%%
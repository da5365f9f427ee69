//! Client-side connection runtime.

use std::path::Path;
use std::time::Duration;

use tokio::io::{AsyncRead, AsyncReadExt, AsyncWrite, AsyncWriteExt, BufReader};
use tokio::net::{lookup_host, TcpStream};
use tracing::{debug, info};

use crate::error::NetshellError;
use crate::protocol::negotiate::read_reply_line;
use crate::protocol::{negotiate_client, ExtendedCommand, Mode, Reply};
use crate::Result;

/// An open connection to a netshell server and its negotiated mode.
///
/// Every connection carries its own mode, so one process can hold several
/// connections in different modes.
pub struct Connection<S = TcpStream> {
    stream: BufReader<S>,
    mode: Mode,
    negotiated: bool,
}

impl Connection<TcpStream> {
    /// Resolve `host` and connect to the first address that accepts.
    pub async fn connect(host: &str, port: u16) -> Result<Self> {
        let addrs: Vec<_> = lookup_host((host, port))
            .await
            .map_err(|_| NetshellError::UnknownHost(host.to_string()))?
            .collect();
        if addrs.is_empty() {
            return Err(NetshellError::UnknownHost(host.to_string()));
        }

        let mut last_error = None;
        for addr in addrs {
            match TcpStream::connect(addr).await {
                Ok(stream) => {
                    info!("connected to {}", addr);
                    return Ok(Self::new(stream));
                }
                Err(e) => {
                    debug!("connect to {} failed: {}", addr, e);
                    last_error = Some(e);
                }
            }
        }
        Err(last_error
            .map(NetshellError::Io)
            .unwrap_or_else(|| NetshellError::UnknownHost(host.to_string())))
    }
}

impl<S> Connection<S>
where
    S: AsyncRead + AsyncWrite + Unpin,
{
    /// Wrap an already connected stream. The connection starts in basic mode.
    pub fn new(stream: S) -> Self {
        Self {
            stream: BufReader::new(stream),
            mode: Mode::Basic,
            negotiated: false,
        }
    }

    /// Current protocol mode.
    pub fn mode(&self) -> Mode {
        self.mode
    }

    /// Request the extended protocol. Returns any bytes received during the
    /// handshake that were not the acknowledgment.
    ///
    /// Negotiation happens at most once per connection.
    pub async fn negotiate(&mut self, limit: Option<Duration>) -> Result<Vec<u8>> {
        if self.negotiated {
            return Err(NetshellError::Protocol("connection already negotiated".into()));
        }
        self.negotiated = true;
        let outcome = negotiate_client(&mut self.stream, limit).await?;
        self.mode = outcome.mode;
        Ok(outcome.leftover)
    }

    /// Send `line` followed by a newline.
    pub async fn send_line(&mut self, line: &[u8]) -> Result<()> {
        let inner = self.stream.get_mut();
        inner.write_all(line).await?;
        inner.write_all(b"\n").await?;
        inner.flush().await?;
        Ok(())
    }

    /// Send bytes as they are.
    pub async fn send_raw(&mut self, bytes: &[u8]) -> Result<()> {
        let inner = self.stream.get_mut();
        inner.write_all(bytes).await?;
        inner.flush().await?;
        Ok(())
    }

    /// Read whatever is available. Returns 0 once the server has closed.
    pub async fn read_chunk(&mut self, buf: &mut [u8]) -> Result<usize> {
        Ok(self.stream.read(buf).await?)
    }

    /// Close the sending half.
    pub async fn shutdown(&mut self) -> Result<()> {
        self.stream.get_mut().shutdown().await?;
        Ok(())
    }

    fn require_extended(&self) -> Result<()> {
        if self.mode.is_extended() {
            Ok(())
        } else {
            Err(NetshellError::ExtendedRequired)
        }
    }

    async fn reply(&mut self) -> Result<(Option<Reply>, String)> {
        let line = read_reply_line(&mut self.stream).await?;
        Ok((Reply::parse(&line), String::from_utf8_lossy(&line).into_owned()))
    }

    /// Upload `local` to `remote`. Returns the number of bytes sent.
    pub async fn send_file(&mut self, local: &Path, remote: &Path) -> Result<u64> {
        self.require_extended()?;
        let contents = tokio::fs::read(local).await?;
        let command = ExtendedCommand::SendFile {
            path: remote.to_path_buf(),
            size: contents.len() as u64,
        };
        self.send_raw(&command.to_line()).await?;

        let (reply, text) = self.reply().await?;
        if reply != Some(Reply::Ready) {
            return Err(NetshellError::TransferRejected {
                command: ExtendedCommand::SEND_FILE,
                reply: text,
            });
        }

        self.send_raw(&contents).await?;

        match self.reply().await? {
            (Some(Reply::Ok), _) => {
                info!("sent {} to {}", local.display(), remote.display());
                Ok(contents.len() as u64)
            }
            (_, text) => Err(NetshellError::TransferRejected {
                command: ExtendedCommand::SEND_FILE,
                reply: text,
            }),
        }
    }

    /// Download `remote` into `local`. Returns the number of bytes received.
    ///
    /// `local` is only written once the full payload has arrived.
    pub async fn get_file(&mut self, remote: &Path, local: &Path) -> Result<u64> {
        self.require_extended()?;
        let command = ExtendedCommand::GetFile {
            path: remote.to_path_buf(),
        };
        self.send_raw(&command.to_line()).await?;

        let size = match self.reply().await? {
            (Some(Reply::Size(size)), _) => size,
            (Some(Reply::NotFound), _) => {
                return Err(NetshellError::RemoteNotFound(remote.display().to_string()))
            }
            (_, text) => {
                return Err(NetshellError::TransferRejected {
                    command: ExtendedCommand::GET_FILE,
                    reply: text,
                })
            }
        };

        let len = usize::try_from(size)
            .map_err(|_| NetshellError::Protocol(format!("file too large: {} bytes", size)))?;
        let mut contents = Vec::new();
        contents.try_reserve_exact(len).map_err(|_| {
            NetshellError::Protocol(format!("cannot buffer {} bytes", size))
        })?;
        contents.resize(len, 0);

        self.stream.read_exact(&mut contents).await.map_err(|e| {
            if e.kind() == std::io::ErrorKind::UnexpectedEof {
                NetshellError::ConnectionClosed
            } else {
                NetshellError::Io(e)
            }
        })?;

        tokio::fs::write(local, &contents).await?;
        info!("received {} into {}", remote.display(), local.display());
        Ok(size)
    }

    /// Send `script` as shell input and copy the output to `out` until the
    /// server has been quiet for `idle` or closes the connection.
    pub async fn eval<W>(&mut self, script: &[u8], idle: Duration, out: &mut W) -> Result<u64>
    where
        W: AsyncWrite + Unpin,
    {
        if script.ends_with(b"\n") {
            self.send_raw(script).await?;
        } else {
            self.send_line(script).await?;
        }

        let mut buf = vec![0u8; 4096];
        let mut total = 0u64;
        loop {
            let n = match tokio::time::timeout(idle, self.stream.read(&mut buf)).await {
                Ok(result) => result?,
                Err(_) => {
                    debug!("no output for {:?}, finishing", idle);
                    break;
                }
            };
            if n == 0 {
                debug!("server closed the connection");
                break;
            }
            out.write_all(&buf[..n]).await?;
            out.flush().await?;
            total += n as u64;
        }
        Ok(total)
    }
}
%%
Aim of the task:
Only the lines from the start of the material through the line bearing "Err(last_error" are needed, restated exactly, with both end lines included.

Answer below:
repository da5365f9f427ee69
//! Client-side connection runtime.

use std::path::Path;
use std::time::Duration;

use tokio::io::{AsyncRead, AsyncReadExt, AsyncWrite, AsyncWriteExt, BufReader};
use tokio::net::{lookup_host, TcpStream};
use tracing::{debug, info};

use crate::error::NetshellError;
use crate::protocol::negotiate::read_reply_line;
use crate::protocol::{negotiate_client, ExtendedCommand, Mode, Reply};
use crate::Result;

/// An open connection to a netshell server and its negotiated mode.
///
/// Every connection carries its own mode, so one process can hold several
/// connections in different modes.
pub struct Connection<S = TcpStream> {
    stream: BufReader<S>,
    mode: Mode,
    negotiated: bool,
}

impl Connection<TcpStream> {
    /// Resolve `host` and connect to the first address that accepts.
    pub async fn connect(host: &str, port: u16) -> Result<Self> {
        let addrs: Vec<_> = lookup_host((host, port))
            .await
            .map_err(|_| NetshellError::UnknownHost(host.to_string()))?
            .collect();
        if addrs.is_empty() {
            return Err(NetshellError::UnknownHost(host.to_string()));
        }

        let mut last_error = None;
        for addr in addrs {
            match TcpStream::connect(addr).await {
                Ok(stream) => {
                    info!("connected to {}", addr);
                    return Ok(Self::new(stream));
                }
                Err(e) => {
                    debug!("connect to {} failed: {}", addr, e);
                    last_error = Some(e);
                }
            }
        }
        Err(last_error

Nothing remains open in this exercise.